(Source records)
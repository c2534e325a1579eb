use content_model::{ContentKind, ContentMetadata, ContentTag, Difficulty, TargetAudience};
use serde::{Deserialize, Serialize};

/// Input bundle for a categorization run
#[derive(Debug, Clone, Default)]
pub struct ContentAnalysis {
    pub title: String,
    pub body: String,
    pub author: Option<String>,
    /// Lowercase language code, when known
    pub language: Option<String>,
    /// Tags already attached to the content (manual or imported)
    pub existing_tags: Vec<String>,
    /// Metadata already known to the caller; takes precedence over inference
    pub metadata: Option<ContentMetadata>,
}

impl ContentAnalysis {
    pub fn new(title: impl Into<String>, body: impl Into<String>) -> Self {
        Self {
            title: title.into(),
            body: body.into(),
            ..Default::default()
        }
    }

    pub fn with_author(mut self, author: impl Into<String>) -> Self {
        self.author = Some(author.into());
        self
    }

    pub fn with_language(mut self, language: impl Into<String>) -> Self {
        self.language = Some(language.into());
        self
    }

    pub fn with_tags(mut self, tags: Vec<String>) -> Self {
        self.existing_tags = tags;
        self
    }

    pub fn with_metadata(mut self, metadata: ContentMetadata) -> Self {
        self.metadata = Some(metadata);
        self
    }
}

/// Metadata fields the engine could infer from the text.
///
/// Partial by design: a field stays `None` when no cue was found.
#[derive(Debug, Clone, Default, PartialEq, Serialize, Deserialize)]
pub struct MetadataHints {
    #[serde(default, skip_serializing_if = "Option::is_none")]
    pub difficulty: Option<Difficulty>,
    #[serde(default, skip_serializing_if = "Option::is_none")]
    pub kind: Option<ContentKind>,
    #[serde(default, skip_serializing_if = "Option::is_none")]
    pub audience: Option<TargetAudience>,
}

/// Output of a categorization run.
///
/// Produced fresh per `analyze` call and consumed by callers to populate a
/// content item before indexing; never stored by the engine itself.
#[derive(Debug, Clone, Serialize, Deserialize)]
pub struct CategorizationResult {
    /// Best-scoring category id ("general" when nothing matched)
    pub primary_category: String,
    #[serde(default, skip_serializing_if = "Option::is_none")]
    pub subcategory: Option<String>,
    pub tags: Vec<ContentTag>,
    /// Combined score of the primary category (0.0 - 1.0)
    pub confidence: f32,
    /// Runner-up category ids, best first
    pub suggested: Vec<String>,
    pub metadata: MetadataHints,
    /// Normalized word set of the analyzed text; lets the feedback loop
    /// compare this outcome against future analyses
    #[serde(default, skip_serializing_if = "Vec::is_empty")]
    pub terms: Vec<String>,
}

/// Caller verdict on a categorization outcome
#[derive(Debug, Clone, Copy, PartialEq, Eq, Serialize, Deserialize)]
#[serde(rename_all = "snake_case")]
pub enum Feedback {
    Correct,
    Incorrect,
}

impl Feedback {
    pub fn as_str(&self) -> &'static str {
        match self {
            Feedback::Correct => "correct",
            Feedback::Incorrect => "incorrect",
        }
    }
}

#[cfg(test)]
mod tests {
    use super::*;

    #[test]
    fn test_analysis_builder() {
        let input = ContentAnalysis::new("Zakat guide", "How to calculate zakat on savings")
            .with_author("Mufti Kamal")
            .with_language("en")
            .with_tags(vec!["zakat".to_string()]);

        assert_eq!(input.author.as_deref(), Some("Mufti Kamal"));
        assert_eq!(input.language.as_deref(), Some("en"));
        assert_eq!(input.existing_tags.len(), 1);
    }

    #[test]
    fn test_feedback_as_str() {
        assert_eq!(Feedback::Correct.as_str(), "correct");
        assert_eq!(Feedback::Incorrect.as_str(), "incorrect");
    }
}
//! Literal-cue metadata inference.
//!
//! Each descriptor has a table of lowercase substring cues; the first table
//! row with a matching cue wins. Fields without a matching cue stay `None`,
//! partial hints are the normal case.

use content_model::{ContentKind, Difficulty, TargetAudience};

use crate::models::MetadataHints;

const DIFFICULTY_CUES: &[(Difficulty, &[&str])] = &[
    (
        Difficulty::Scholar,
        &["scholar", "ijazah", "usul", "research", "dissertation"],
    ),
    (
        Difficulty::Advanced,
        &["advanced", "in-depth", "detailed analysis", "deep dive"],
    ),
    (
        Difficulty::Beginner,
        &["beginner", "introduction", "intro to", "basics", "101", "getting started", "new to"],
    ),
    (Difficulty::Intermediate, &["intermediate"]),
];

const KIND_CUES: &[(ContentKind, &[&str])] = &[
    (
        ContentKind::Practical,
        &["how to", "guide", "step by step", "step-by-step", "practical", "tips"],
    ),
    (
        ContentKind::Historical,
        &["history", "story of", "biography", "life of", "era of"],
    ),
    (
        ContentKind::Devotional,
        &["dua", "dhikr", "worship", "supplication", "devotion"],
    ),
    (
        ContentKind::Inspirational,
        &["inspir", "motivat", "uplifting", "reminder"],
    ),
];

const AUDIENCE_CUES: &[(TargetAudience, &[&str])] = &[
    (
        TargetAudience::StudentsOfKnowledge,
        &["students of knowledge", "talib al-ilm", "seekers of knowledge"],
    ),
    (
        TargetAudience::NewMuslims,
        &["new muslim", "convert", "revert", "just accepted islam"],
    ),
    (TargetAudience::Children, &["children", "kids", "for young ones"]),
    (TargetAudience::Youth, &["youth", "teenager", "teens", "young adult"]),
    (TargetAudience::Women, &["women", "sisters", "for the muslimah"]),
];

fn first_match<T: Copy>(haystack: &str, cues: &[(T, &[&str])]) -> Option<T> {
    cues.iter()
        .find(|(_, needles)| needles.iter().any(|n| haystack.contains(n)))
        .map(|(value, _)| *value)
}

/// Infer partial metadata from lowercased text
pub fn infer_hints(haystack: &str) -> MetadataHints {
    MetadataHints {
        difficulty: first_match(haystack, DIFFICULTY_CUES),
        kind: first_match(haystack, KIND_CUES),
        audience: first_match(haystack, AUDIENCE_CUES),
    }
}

--

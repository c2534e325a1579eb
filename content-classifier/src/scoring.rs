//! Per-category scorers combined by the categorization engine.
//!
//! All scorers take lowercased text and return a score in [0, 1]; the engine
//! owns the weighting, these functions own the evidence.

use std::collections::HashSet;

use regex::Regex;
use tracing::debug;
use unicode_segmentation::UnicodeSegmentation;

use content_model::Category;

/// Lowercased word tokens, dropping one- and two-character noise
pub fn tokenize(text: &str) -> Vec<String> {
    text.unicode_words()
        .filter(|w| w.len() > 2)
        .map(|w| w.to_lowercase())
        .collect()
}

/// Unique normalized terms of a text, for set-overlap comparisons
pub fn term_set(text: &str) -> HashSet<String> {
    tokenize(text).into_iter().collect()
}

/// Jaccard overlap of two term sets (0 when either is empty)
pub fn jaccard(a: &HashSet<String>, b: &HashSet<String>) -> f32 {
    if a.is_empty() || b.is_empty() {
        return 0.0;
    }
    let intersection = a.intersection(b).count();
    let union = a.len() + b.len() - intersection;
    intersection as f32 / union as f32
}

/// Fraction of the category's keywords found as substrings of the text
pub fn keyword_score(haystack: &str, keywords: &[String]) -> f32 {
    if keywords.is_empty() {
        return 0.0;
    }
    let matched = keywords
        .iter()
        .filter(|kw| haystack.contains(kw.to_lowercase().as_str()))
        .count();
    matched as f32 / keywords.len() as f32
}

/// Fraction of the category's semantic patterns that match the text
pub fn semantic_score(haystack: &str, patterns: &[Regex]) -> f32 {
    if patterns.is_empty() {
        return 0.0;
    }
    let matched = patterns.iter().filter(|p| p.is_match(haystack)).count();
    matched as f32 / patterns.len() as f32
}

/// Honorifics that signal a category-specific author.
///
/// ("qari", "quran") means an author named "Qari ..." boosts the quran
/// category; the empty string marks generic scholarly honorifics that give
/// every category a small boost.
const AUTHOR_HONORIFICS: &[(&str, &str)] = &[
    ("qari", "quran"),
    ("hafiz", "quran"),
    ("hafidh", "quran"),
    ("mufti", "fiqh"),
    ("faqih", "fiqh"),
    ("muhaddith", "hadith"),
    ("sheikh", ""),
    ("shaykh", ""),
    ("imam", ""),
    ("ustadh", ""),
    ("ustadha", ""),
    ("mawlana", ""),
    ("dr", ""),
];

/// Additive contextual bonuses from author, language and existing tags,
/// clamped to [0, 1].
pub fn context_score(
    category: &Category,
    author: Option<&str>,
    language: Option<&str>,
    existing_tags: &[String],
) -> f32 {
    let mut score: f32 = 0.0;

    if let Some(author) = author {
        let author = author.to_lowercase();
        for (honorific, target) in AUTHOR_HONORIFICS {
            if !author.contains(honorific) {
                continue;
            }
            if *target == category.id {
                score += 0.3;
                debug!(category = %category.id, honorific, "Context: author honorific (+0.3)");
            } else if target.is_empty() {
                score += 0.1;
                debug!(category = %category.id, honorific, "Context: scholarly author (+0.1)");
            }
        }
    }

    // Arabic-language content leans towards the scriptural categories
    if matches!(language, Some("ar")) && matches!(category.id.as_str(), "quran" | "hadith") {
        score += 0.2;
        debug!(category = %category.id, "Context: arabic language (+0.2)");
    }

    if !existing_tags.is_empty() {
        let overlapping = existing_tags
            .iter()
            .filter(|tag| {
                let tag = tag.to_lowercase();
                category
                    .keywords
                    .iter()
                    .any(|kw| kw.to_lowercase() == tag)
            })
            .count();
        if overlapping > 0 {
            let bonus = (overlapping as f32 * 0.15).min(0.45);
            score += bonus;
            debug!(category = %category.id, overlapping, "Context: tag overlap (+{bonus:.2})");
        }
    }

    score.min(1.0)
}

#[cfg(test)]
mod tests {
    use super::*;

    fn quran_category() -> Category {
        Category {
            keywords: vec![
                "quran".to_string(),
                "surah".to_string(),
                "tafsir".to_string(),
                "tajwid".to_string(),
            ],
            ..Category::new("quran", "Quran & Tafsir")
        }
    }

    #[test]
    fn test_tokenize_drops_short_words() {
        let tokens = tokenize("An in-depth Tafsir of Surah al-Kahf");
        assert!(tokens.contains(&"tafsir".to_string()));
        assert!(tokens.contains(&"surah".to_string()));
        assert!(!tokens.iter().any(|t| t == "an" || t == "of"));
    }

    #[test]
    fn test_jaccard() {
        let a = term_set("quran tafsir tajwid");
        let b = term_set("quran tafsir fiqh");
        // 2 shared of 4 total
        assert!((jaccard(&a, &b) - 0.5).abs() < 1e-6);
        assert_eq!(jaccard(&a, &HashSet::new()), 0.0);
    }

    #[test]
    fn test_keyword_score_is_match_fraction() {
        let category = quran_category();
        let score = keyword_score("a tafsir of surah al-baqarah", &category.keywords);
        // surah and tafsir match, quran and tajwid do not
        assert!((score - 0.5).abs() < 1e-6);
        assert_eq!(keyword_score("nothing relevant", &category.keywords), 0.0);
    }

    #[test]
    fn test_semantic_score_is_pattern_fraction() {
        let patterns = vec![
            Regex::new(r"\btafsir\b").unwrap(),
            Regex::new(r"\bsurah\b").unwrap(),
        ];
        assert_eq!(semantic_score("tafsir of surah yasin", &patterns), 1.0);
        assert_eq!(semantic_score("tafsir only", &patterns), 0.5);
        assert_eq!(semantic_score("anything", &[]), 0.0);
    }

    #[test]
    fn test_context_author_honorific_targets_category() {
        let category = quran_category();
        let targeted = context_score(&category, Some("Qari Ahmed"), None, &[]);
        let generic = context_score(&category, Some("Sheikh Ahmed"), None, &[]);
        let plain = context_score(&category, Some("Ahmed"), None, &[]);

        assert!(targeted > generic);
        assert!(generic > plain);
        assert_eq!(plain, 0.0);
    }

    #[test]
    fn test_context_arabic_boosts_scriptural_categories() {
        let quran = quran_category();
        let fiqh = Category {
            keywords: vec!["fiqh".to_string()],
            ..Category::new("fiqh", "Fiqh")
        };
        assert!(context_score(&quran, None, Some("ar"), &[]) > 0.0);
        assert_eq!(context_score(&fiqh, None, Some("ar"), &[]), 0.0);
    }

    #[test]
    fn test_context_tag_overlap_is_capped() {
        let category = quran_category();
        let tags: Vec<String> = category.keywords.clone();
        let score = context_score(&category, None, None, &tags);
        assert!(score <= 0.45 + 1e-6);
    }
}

» Required work
Among the entries above, the lines between the ones containing "filename content-classifier/src/scoring.rs" and "use content_model::Category;", inclusive, are to be transcribed exactly. No other line is to be given.

» Your solution
filename content-classifier/src/scoring.rs
//! Per-category scorers combined by the categorization engine.
//!
//! All scorers take lowercased text and return a score in [0, 1]; the engine
//! owns the weighting, these functions own the evidence.

use std::collections::HashSet;

use regex::Regex;
use tracing::debug;
use unicode_segmentation::UnicodeSegmentation;

use content_model::Category;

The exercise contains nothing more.